* [What you need to do]: Which lines hold the string "transforms"? Copy each of them from the material below.

================================

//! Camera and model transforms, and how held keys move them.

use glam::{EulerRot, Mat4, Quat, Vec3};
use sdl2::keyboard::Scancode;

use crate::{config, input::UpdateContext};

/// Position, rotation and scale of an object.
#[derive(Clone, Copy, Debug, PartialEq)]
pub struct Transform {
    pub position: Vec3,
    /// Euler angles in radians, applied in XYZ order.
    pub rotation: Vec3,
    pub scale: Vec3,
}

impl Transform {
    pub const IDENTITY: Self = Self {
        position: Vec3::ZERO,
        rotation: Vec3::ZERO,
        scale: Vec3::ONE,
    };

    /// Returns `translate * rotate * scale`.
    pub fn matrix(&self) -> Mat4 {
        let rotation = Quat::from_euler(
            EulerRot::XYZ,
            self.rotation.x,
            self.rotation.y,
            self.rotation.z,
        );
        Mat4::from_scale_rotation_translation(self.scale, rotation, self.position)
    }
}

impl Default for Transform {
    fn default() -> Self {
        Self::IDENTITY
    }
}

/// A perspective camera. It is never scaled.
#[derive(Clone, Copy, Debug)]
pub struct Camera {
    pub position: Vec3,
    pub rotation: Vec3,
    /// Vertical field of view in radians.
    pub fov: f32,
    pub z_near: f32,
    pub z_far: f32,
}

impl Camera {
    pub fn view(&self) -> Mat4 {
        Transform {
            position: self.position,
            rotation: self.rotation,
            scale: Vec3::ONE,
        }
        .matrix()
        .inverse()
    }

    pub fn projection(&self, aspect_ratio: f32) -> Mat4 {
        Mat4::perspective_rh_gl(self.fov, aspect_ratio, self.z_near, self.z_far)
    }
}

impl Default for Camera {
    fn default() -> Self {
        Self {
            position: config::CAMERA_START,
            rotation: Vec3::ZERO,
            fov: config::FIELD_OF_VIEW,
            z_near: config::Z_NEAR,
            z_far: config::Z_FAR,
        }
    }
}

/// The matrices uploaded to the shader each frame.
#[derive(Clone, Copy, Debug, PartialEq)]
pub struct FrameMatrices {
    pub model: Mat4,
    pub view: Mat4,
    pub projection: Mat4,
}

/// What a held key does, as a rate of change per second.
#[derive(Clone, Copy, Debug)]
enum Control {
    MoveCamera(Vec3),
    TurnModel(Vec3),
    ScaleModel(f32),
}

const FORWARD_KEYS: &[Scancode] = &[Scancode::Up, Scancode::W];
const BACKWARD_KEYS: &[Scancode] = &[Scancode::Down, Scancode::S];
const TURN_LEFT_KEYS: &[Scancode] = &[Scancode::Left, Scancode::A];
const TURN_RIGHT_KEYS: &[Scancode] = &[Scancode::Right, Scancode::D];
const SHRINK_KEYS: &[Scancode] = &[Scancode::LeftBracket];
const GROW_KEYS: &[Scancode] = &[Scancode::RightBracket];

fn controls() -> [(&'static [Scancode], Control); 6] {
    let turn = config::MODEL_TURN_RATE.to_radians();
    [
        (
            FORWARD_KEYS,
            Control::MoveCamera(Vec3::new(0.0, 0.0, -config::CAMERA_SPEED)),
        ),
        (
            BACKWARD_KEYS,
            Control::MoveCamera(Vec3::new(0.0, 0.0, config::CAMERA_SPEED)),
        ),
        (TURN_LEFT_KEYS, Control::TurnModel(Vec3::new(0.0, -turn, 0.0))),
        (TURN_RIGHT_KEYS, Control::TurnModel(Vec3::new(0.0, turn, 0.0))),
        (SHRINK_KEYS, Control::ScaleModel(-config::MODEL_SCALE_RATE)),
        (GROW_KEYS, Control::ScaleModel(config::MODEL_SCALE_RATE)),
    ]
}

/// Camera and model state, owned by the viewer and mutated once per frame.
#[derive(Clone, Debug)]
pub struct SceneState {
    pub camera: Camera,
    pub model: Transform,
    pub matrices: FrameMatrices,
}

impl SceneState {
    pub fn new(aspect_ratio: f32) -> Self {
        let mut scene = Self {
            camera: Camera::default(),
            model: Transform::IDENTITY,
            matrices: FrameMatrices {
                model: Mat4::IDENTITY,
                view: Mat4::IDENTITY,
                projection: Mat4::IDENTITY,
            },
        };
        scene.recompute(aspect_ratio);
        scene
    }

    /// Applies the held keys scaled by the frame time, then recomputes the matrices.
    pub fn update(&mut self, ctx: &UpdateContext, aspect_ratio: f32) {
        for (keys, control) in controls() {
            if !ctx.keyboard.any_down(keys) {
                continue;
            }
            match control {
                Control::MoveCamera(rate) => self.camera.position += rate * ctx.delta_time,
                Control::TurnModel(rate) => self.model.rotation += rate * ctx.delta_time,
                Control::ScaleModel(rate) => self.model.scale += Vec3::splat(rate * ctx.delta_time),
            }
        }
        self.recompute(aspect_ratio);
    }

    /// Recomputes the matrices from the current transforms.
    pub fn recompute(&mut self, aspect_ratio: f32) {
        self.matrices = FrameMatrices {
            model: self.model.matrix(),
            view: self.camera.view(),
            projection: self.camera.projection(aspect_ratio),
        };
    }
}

================================

* [Task result]:
//! Camera and model transforms, and how held keys move them.
    /// Recomputes the matrices from the current transforms.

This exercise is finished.